Data records:
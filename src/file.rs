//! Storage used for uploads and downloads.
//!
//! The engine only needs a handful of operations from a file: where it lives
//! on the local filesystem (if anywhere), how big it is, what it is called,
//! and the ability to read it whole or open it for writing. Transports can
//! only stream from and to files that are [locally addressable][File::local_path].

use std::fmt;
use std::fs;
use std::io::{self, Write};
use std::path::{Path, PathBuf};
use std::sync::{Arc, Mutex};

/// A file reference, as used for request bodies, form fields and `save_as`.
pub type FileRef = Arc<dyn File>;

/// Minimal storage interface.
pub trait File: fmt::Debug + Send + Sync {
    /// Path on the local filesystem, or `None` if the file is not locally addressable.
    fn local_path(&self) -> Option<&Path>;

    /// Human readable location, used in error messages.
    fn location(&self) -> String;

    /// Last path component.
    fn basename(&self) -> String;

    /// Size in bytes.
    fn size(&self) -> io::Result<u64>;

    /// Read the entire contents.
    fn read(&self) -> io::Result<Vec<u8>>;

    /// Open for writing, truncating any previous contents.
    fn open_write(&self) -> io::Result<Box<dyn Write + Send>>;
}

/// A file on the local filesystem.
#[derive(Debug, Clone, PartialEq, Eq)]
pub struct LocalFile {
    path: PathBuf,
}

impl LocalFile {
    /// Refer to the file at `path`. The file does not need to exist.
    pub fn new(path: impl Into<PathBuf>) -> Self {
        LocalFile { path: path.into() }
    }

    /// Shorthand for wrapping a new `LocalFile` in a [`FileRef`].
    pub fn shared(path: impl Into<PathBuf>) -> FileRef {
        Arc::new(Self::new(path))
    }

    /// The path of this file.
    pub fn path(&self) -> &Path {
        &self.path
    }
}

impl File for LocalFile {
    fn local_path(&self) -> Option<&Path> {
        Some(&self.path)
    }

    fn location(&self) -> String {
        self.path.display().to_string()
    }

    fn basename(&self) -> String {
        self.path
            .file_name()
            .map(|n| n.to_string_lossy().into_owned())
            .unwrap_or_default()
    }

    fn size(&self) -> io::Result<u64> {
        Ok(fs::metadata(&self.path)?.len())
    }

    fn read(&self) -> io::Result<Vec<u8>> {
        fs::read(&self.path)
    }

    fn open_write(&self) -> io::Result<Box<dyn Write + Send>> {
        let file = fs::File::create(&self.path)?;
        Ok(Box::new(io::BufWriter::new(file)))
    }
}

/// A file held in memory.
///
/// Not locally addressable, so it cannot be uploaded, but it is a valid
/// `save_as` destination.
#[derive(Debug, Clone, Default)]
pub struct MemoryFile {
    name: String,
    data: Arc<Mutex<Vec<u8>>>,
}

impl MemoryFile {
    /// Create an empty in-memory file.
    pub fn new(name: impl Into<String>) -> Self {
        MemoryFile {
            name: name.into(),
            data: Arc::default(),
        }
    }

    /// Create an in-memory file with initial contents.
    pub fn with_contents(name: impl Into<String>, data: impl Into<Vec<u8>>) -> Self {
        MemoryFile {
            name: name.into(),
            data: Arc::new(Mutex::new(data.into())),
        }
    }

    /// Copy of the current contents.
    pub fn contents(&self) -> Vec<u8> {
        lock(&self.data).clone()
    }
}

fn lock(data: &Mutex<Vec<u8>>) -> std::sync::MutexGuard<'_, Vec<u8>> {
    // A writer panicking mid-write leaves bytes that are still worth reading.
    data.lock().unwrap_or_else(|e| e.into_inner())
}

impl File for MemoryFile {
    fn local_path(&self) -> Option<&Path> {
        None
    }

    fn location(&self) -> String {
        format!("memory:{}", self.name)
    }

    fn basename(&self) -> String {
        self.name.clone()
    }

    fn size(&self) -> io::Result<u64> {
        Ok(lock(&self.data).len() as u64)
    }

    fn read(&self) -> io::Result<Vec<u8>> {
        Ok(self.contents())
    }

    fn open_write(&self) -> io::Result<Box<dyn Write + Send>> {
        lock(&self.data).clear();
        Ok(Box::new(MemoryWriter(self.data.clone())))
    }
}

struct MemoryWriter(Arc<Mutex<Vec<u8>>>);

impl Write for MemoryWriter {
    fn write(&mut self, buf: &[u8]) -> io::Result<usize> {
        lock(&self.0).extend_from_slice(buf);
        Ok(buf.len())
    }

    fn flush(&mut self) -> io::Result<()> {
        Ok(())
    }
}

EXERCISE OBJECTIVE: Please write out exactly the lines from the start of the data through the line that contains "#[derive(Debug, Clone, PartialEq, Eq)]", both ends included, and nothing else.

SOLUTION TO THIS EXERCISE:
filename src/file.rs
//! Storage used for uploads and downloads.
//!
//! The engine only needs a handful of operations from a file: where it lives
//! on the local filesystem (if anywhere), how big it is, what it is called,
//! and the ability to read it whole or open it for writing. Transports can
//! only stream from and to files that are [locally addressable][File::local_path].

use std::fmt;
use std::fs;
use std::io::{self, Write};
use std::path::{Path, PathBuf};
use std::sync::{Arc, Mutex};

/// A file reference, as used for request bodies, form fields and `save_as`.
pub type FileRef = Arc<dyn File>;

/// Minimal storage interface.
pub trait File: fmt::Debug + Send + Sync {
    /// Path on the local filesystem, or `None` if the file is not locally addressable.
    fn local_path(&self) -> Option<&Path>;

    /// Human readable location, used in error messages.
    fn location(&self) -> String;

    /// Last path component.
    fn basename(&self) -> String;

    /// Size in bytes.
    fn size(&self) -> io::Result<u64>;

    /// Read the entire contents.
    fn read(&self) -> io::Result<Vec<u8>>;

    /// Open for writing, truncating any previous contents.
    fn open_write(&self) -> io::Result<Box<dyn Write + Send>>;
}

/// A file on the local filesystem.
#[derive(Debug, Clone, PartialEq, Eq)]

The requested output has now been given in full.